Required work
When a line in the entries below contains "BTreeMap", tally it; give the tally with nothing added.

_ _ _

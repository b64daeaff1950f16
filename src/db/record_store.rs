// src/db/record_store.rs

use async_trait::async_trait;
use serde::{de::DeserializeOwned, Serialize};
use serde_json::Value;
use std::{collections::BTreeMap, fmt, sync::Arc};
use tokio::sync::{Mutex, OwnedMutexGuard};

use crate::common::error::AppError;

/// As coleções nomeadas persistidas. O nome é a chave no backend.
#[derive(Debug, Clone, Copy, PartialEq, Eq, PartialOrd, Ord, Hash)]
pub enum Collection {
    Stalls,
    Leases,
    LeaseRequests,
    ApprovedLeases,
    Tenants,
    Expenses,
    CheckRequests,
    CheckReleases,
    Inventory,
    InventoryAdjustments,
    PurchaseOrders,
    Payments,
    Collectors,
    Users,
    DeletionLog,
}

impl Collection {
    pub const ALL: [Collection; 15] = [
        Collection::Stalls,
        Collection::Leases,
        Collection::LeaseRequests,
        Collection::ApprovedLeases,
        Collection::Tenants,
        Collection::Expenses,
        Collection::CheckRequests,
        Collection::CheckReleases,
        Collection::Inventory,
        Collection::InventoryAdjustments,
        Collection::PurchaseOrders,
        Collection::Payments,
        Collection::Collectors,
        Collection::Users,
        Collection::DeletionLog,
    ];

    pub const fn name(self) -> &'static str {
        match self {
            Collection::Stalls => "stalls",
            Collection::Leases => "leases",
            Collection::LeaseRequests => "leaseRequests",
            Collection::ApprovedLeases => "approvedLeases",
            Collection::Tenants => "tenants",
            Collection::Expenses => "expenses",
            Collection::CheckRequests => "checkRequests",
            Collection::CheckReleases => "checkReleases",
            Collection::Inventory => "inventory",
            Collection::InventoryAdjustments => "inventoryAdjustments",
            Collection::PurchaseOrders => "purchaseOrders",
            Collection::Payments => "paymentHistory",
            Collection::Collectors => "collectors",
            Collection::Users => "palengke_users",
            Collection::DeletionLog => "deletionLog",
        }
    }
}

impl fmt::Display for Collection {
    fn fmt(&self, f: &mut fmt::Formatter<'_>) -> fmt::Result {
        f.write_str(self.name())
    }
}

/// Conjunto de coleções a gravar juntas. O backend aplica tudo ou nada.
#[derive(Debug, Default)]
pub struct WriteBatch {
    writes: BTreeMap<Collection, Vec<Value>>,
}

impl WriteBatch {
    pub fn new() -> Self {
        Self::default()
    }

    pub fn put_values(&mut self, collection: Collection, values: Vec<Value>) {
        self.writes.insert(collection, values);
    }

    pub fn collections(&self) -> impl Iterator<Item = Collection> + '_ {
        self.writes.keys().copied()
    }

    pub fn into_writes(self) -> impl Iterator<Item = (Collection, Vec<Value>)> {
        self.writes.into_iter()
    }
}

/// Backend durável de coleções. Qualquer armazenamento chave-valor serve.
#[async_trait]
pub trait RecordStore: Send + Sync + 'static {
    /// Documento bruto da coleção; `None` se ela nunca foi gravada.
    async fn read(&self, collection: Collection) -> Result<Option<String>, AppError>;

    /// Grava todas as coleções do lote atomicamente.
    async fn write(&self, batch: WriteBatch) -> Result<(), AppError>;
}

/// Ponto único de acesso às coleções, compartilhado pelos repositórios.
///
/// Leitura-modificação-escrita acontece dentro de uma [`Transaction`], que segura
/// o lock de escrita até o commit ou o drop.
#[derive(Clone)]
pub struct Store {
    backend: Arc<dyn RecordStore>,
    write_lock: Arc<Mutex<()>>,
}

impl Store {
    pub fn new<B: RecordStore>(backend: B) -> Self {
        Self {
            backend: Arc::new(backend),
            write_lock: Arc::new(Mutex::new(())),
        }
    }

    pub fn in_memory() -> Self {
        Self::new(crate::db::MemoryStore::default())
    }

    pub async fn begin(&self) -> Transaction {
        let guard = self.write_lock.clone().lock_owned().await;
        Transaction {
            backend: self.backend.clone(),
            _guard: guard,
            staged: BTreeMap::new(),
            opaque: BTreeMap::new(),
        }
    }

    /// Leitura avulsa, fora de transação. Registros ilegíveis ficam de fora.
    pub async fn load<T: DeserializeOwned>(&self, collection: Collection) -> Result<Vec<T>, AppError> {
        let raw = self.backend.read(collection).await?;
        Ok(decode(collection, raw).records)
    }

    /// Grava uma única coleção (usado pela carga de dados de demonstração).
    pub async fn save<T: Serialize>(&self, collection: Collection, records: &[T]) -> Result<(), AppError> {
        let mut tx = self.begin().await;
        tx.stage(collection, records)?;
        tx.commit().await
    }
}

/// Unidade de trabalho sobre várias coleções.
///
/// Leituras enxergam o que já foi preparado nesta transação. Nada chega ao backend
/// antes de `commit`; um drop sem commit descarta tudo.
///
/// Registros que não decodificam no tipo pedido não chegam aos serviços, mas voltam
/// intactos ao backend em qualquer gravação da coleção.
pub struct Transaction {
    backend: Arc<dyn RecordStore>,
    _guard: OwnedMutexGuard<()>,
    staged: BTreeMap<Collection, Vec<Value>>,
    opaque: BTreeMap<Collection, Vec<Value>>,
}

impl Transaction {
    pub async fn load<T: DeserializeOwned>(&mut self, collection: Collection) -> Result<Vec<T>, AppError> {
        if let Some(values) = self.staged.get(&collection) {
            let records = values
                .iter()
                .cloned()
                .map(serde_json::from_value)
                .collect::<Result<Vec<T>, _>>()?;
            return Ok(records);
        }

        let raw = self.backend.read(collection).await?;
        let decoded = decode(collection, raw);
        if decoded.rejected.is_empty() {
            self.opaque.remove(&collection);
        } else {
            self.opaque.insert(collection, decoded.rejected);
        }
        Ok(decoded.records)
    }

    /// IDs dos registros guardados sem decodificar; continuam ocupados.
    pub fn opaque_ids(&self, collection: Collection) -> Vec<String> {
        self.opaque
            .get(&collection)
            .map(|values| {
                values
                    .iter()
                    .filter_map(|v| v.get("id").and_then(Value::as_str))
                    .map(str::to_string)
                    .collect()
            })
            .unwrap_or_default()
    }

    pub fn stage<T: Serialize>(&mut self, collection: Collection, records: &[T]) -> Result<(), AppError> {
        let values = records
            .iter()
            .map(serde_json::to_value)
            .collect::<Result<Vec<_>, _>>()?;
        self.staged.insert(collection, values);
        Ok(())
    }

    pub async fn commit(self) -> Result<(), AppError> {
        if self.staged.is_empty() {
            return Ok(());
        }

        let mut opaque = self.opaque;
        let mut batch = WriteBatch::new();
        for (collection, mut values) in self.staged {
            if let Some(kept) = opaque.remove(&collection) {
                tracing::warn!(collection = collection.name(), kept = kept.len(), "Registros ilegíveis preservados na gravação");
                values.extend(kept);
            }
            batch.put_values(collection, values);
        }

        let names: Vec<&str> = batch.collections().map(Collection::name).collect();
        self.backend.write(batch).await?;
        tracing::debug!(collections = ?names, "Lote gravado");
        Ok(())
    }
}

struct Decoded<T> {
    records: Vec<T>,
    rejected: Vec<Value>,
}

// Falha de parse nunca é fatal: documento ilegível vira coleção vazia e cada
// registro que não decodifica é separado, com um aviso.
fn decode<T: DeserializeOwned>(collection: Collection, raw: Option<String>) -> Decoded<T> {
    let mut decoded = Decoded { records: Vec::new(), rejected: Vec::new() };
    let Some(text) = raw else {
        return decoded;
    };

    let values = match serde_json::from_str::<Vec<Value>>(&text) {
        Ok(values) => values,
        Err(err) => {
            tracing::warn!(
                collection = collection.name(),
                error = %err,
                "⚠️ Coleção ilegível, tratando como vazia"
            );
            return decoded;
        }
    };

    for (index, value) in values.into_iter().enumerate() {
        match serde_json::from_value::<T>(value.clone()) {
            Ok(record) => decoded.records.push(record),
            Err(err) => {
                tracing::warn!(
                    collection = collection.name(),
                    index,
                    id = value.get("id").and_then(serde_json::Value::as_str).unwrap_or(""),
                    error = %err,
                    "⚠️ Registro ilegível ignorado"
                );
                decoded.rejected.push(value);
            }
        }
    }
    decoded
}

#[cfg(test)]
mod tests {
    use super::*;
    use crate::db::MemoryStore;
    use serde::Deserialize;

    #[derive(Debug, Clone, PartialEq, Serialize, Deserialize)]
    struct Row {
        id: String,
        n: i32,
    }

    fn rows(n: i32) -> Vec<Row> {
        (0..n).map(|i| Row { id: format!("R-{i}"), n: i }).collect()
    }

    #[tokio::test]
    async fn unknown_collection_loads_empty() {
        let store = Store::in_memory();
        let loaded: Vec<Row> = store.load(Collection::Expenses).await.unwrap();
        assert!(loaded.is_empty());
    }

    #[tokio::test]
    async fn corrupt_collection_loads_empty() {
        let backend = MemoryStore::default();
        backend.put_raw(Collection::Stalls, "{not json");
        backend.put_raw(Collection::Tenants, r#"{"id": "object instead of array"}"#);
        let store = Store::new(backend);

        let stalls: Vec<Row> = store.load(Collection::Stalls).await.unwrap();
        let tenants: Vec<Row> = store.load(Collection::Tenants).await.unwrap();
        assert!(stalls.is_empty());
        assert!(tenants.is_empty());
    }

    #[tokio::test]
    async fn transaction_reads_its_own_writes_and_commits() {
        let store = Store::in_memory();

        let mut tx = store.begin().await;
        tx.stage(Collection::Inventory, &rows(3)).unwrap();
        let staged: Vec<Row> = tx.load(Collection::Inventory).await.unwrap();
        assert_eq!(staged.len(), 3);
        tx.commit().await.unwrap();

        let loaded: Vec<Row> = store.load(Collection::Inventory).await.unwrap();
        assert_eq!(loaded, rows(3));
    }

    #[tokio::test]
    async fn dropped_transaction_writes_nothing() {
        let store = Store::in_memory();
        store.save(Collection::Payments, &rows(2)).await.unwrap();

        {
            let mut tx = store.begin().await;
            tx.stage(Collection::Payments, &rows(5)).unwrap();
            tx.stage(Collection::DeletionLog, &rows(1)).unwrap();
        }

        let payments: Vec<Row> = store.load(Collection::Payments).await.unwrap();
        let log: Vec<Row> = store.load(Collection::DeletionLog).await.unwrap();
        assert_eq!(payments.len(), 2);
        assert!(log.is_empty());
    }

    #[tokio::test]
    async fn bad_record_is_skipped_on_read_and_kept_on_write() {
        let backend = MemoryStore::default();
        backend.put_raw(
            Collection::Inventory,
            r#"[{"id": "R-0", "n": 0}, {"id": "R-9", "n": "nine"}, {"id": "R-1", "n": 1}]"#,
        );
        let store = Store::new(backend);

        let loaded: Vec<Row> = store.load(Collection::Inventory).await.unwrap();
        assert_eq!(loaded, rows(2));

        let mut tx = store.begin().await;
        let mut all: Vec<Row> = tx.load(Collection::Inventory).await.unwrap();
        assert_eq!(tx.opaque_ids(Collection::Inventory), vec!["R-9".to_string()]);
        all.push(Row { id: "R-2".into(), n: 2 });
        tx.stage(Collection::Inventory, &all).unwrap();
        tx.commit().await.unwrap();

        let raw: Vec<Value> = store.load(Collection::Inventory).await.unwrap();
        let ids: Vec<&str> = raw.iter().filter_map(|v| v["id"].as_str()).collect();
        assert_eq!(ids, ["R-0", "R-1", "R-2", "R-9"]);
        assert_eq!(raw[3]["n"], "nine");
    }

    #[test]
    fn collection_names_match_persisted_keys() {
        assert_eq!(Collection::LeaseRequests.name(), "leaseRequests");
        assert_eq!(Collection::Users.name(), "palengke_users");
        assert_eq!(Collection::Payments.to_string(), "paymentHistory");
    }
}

_ _ _

Exercise response
6